Por
Marlise de Oxum
Iyalorixá
do Ilê Axé Iyalodê Oxum Kare Ade Omi Aro
O
trabalho traz alguns apontamentos sobre o exercício do poder feminino no
contexto da vivência da religiosidade de matriz africana ioruba no Brasil. Isso
implica trazer à análise elementos da memória do passado a partir da tradição
étnico-religiosa iorubá, recriada nos territórios das chamadas comunidades
de terreiro, mas também implica, no tempo presente, andar na contramão da
ideologia dominante a serviço dos interesses das elites – dos homens, ricos e
brancos.
Na
sociedade brasileira contemporânea, globalizada e desigual, os indivíduos não
ocupam o mesmo lugar na sociedade: são definidos com base na pertença étnico-racial,
de classe, gênero, cultura, religião e em outros quesitos, que dão conteúdo e
significado à sua imagem e ao seu “lugar social”.
Em relação
à imagem e ao papel do feminino na sociedade, os diferentes contextos socioculturais
vêm fornecendo distintos elementos, através dos tempos.
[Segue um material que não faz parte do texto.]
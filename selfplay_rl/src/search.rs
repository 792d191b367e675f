//! Tree-search abstraction and the model-backed evaluator.
//!
//! The search algorithm itself is external. Actors hand it an [`Evaluator`]
//! on every call and read back the root's visit counts.

use crate::algorithms::policy_target::mix_priors;
use crate::core::ActionId;
use crate::game::GameState;
use crate::model::{Model, ModelError};
use rand::RngCore;
use tracing::warn;

/// Visit statistics of one root child.
#[derive(Debug, Clone, Copy, PartialEq, Eq)]
pub struct ChildVisit {
    pub action: ActionId,
    pub visit_count: u32,
}

/// Root of a finished search.
#[derive(Debug, Clone, Default, PartialEq)]
pub struct SearchRoot {
    pub children: Vec<ChildVisit>,
}

impl SearchRoot {
    pub fn total_visits(&self) -> u64 {
        self.children.iter().map(|c| u64::from(c.visit_count)).sum()
    }
}

/// Leaf evaluation used by a search.
pub trait Evaluator<S: GameState> {
    /// Estimated value of `state` for every player.
    fn evaluate(&self, state: &S) -> Vec<f32>;

    /// Prior probability per legal action.
    fn prior(&self, state: &S) -> Vec<(ActionId, f32)>;
}

/// Fixed-budget tree search.
pub trait Search<S: GameState>: Send {
    fn search(&mut self, state: &S, evaluator: &dyn Evaluator<S>, rng: &mut dyn RngCore)
        -> SearchRoot;
}

/// Evaluator backed by a policy model, a value model and the engine heuristic.
///
/// Priors blend the policy model's output with the normalized heuristic
/// weights; terminal states evaluate to their actual returns.
pub struct ModelEvaluator<'a, P, V> {
    policy: &'a P,
    value: &'a V,
    num_actions: usize,
    num_players: usize,
    heuristic_weight: f32,
}

impl<'a, P: Model, V: Model> ModelEvaluator<'a, P, V> {
    pub fn new(
        policy: &'a P,
        value: &'a V,
        num_actions: usize,
        num_players: usize,
        heuristic_weight: f32,
    ) -> Self {
        Self {
            policy,
            value,
            num_actions,
            num_players,
            heuristic_weight,
        }
    }
}

/// First output row of a single-observation prediction.
fn first_row(prediction: Result<Vec<Vec<f32>>, ModelError>, head: &'static str) -> Option<Vec<f32>> {
    match prediction {
        Ok(mut rows) if !rows.is_empty() => Some(rows.swap_remove(0)),
        Ok(_) => {
            warn!(head, "model returned no rows");
            None
        }
        Err(e) => {
            warn!(head, error = %e, "model prediction failed");
            None
        }
    }
}

impl<'a, S, P, V> Evaluator<S> for ModelEvaluator<'a, P, V>
where
    S: GameState,
    P: Model,
    V: Model,
{
    fn evaluate(&self, state: &S) -> Vec<f32> {
        if state.is_terminal() {
            return state.returns();
        }
        let observation = vec![state.observation_tensor()];
        let mut values = first_row(self.value.predict(&observation), "value")
            .unwrap_or_default();
        values.resize(self.num_players, 0.0);
        values
    }

    fn prior(&self, state: &S) -> Vec<(ActionId, f32)> {
        if state.is_terminal() {
            return Vec::new();
        }
        let legal = state.legal_actions();
        if legal.is_empty() {
            return Vec::new();
        }

        let observation = vec![state.observation_tensor()];
        let network = first_row(self.policy.predict(&observation), "policy")
            .unwrap_or_default();
        mix_priors(
            &network,
            &state.heuristic_action_weights(),
            &legal,
            self.num_actions,
            self.heuristic_weight,
        )
    }
}
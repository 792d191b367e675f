//! Policy/value pair with a numerical guard around training.

use crate::core::{Experience, WeightSnapshot};
use crate::model::{Model, ModelError};
use thiserror::Error;

/// Reasons a batch was not trained on.
#[derive(Debug, Error)]
pub enum TrainError {
    #[error("batch is empty")]
    EmptyBatch,
    #[error("batch contains NaN or Inf values")]
    NonFiniteInput,
    #[error("{head} loss is not finite ({loss})")]
    NonFiniteLoss { head: &'static str, loss: f32 },
    #[error("{head} model failed: {source}")]
    Model {
        head: &'static str,
        #[source]
        source: ModelError,
    },
}

impl TrainError {
    /// True for numerical corruption as opposed to a model malfunction.
    pub fn is_numerical(&self) -> bool {
        matches!(
            self,
            TrainError::NonFiniteInput
                | TrainError::NonFiniteLoss { .. }
                | TrainError::Model {
                    source: ModelError::NonFiniteGradient,
                    ..
                }
        )
    }
}

/// Losses of one training step.
#[derive(Debug, Clone, Copy, PartialEq)]
pub struct TrainReport {
    pub policy_loss: f32,
    pub value_loss: f32,
}

impl TrainReport {
    pub fn total(&self) -> f32 {
        self.policy_loss + self.value_loss
    }
}

/// The trainer's policy and value models.
pub struct TrainingAgent<P, V> {
    policy: P,
    value: V,
    num_players: usize,
}

impl<P: Model, V: Model> TrainingAgent<P, V> {
    pub fn new(policy: P, value: V, num_players: usize) -> Self {
        Self {
            policy,
            value,
            num_players,
        }
    }

    pub fn policy(&self) -> &P {
        &self.policy
    }

    pub fn value(&self) -> &V {
        &self.value
    }

    /// Mutable access to both models at once.
    pub fn models_mut(&mut self) -> (&mut P, &mut V) {
        (&mut self.policy, &mut self.value)
    }

    /// One optimizer step on each head.
    ///
    /// Inputs are checked before anything is trained. The policy head steps
    /// first; if the value head then fails, the policy update is kept.
    pub fn train(&mut self, batch: &[Experience]) -> Result<TrainReport, TrainError> {
        if batch.is_empty() {
            return Err(TrainError::EmptyBatch);
        }
        if !batch.iter().all(Experience::is_finite) {
            return Err(TrainError::NonFiniteInput);
        }

        let inputs: Vec<Vec<f32>> = batch.iter().map(|e| e.observation.clone()).collect();
        let policy_targets: Vec<Vec<f32>> = batch.iter().map(|e| e.policy_target.clone()).collect();
        let value_targets: Vec<Vec<f32>> = batch
            .iter()
            .map(|e| {
                let mut target = e.value_target.clone();
                target.resize(self.num_players, 0.0);
                target
            })
            .collect();

        let policy_loss = self
            .policy
            .train(&inputs, &policy_targets)
            .map_err(|source| TrainError::Model {
                head: "policy",
                source,
            })?;
        if !policy_loss.is_finite() {
            return Err(TrainError::NonFiniteLoss {
                head: "policy",
                loss: policy_loss,
            });
        }

        let value_loss = self
            .value
            .train(&inputs, &value_targets)
            .map_err(|source| TrainError::Model {
                head: "value",
                source,
            })?;
        if !value_loss.is_finite() {
            return Err(TrainError::NonFiniteLoss {
                head: "value",
                loss: value_loss,
            });
        }

        Ok(TrainReport {
            policy_loss,
            value_loss,
        })
    }

    /// Copy the current weights into an immutable snapshot.
    pub fn snapshot(&self, version: u64) -> WeightSnapshot {
        WeightSnapshot::new(version, self.policy.weights(), self.value.weights())
    }
}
Esses elementos são
determinantes no processo de formação da chamada cultura nacional, das identidades
culturais no Brasil e da própria memória coletiva dos diferentes grupos
sociais. Um desses elementos fundantes da cultura nacional é a influência da
recriação da tradição ioruba, que se reproduz através dos séculos pela tradição
oral no interior dos espaços do terreiro de
candomblé (o Ilê: casa de santo, xangô, batuque, roça, etc.), ao mesmo tempo em
que estabelecem conexões com as “referências de fora” e com “os de
fora” do Ilê. A geografia do terreiro
expressa, pois, uma ocupação sociopolítica, uma vez que os Ilês são templos religiosos, mas também
são territórios étnicos de reafirmação identitária, casas de moradia, de
acolhimento, assim como às vezes, em virtude da ausência ou da ineficácia das
políticas públicas, espaços de prestação de serviços assistenciais. Aí, as
relações de parentesco - consanguíneo e religioso -, articuladas às relações de
gênero, interétnicas e de classe, regulam relações, não só religiosas, mas
afetivas, econômicas, socioculturais, éticas e políticas. Através da repetição
da oralidade e de práticas vivas que habitam a memória das “mulheres de axé”,
as várias expressões do exercício do poder feminino, ressignificadas cotidianamente
nos territórios dos Ilês, constituem então verdadeiros elos entre o presente e
o passado, elos entre o mundo contemporâneo real e o mundo mítico, elos entre o
território religioso dos terreiros e a vida social.
Acima
de tudo, trata-se de espaço perpassado por significados emblemáticos de
identificação e de sentimento de inclusão e de pertencimento: um espaço de
acolhimento, que possibilita a incorporação do diferente e do discriminado, que,
via de regra, não teria lugar em outras práticas religiosas. No terreiro, os
segmentos subalternizados da sociedade podem experimentar
a possibilidade de reconhecimento e de desenvolvimento de uma nova sociabilidade,
metamorfoseando seus lugares de desvantagem social em posições valorizadas ligadas
à hierarquia religiosa.
Aí
nesses espaços as mulheres, inclusive as negras pertencentes à classe social
mais pauperizada, ocupam altos cargos, diferentemente do que se verifica em
outras religiões. Isso ocorre porque, sobretudo nas casas religiosas mais tradicionais
brasileiras, a organização sócio-religiosa se estrutura a partir da lógica
matrilinear, sendo a figura mais importante na hierarquia religiosa a mãe de
santo ou iyalorixá (iyá = mãe).
Nesse
sentido, um fato importante a observar refere-se à centralidade do poder
feminino de maternar, sendo que esta maternagem pode ser exercida sem estar atrelada
à vinculação biológica. Assim, nesse espaço o maternar é um processo sociocultural
e político de caráter eminentemente coletivo, em termos do que eu denomino como
maternidade extensiva. Assinale-se,
ainda, que o mesmo processo pode ocorrer, embora em menor escala, no caso da
paternagem.
A
historiografia das primeiras casas de santo do Brasil mostra que foi a mulher,
ainda que com a colaboração dos irmãos do sexo masculino, que lançou a semente,
germinou e pariu a reinvenção da religiosidade africana em continente
brasileiro, possibilitando a criação do que hoje se conhece como candomblé.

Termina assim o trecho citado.